**WHAT IS NEEDED:** Which lines of the records below contain the string "VideoTag"? Report each of them.

Stored items
*****

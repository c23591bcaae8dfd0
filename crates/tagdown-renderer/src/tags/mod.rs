//! Custom tag transformers.
//!
//! Each transformer scans text for one bracketed tag and replaces every match
//! with HTML. Transformers run in a fixed order inside a [`TagPipeline`] and
//! only ever see text outside code regions.
//!
//! # Tag Types
//!
//! - **Color** ([`ColorTag`]): `[color=NAME]...[/color]` - colored span
//! - **Video** ([`VideoTag`]): `[video src="URL"]` - YouTube/Vimeo embed
//! - **Container** ([`ContainerTag`]): `[rtl]`, `[ltr]`, `[mono]` - wrapping
//!   blocks whose content is rendered recursively
//!
//! # Example
//!
//! ```
//! use std::borrow::Cow;
//! use tagdown_renderer::RenderError;
//! use tagdown_renderer::tags::{TagPipeline, TagTransformer, TransformContext};
//!
//! struct Shout;
//!
//! impl TagTransformer for Shout {
//!     fn name(&self) -> &str { "shout" }
//!
//!     fn transform<'t>(
//!         &self,
//!         text: &'t str,
//!         _ctx: &TransformContext<'_>,
//!     ) -> Result<Cow<'t, str>, RenderError> {
//!         Ok(Cow::Owned(text.replace("[shout]", "<strong>")))
//!     }
//! }
//!
//! let pipeline = TagPipeline::standard().with_transformer(Shout);
//! assert_eq!(pipeline.names(), ["color", "video", "rtl", "ltr", "mono", "shout"]);
//! ```

use std::borrow::Cow;

use crate::RenderError;

mod color;
mod container;
mod context;
mod pipeline;
mod video;

pub use color::ColorTag;
pub use container::{ContainerKind, ContainerTag};
pub use context::TransformContext;
pub use pipeline::TagPipeline;
pub use video::{VideoHost, VideoTag};

/// Handler for one kind of custom tag.
///
/// Transformers are shared by every render call on a renderer, including
/// concurrent ones, so they hold no per-document state.
pub trait TagTransformer: Send + Sync {
    /// Tag name, used for logging.
    fn name(&self) -> &str;

    /// Replace every match of this tag in `text`.
    ///
    /// Returns [`Cow::Borrowed`] when nothing matched. Text that looks like the
    /// tag but does not match its full form must be left unchanged.
    fn transform<'t>(
        &self,
        text: &'t str,
        ctx: &TransformContext<'_>,
    ) -> Result<Cow<'t, str>, RenderError>;
}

*****

**RESULT OF THE EXERCISE:**
//! - **Video** ([`VideoTag`]): `[video src="URL"]` - YouTube/Vimeo embed
pub use video::{VideoHost, VideoTag};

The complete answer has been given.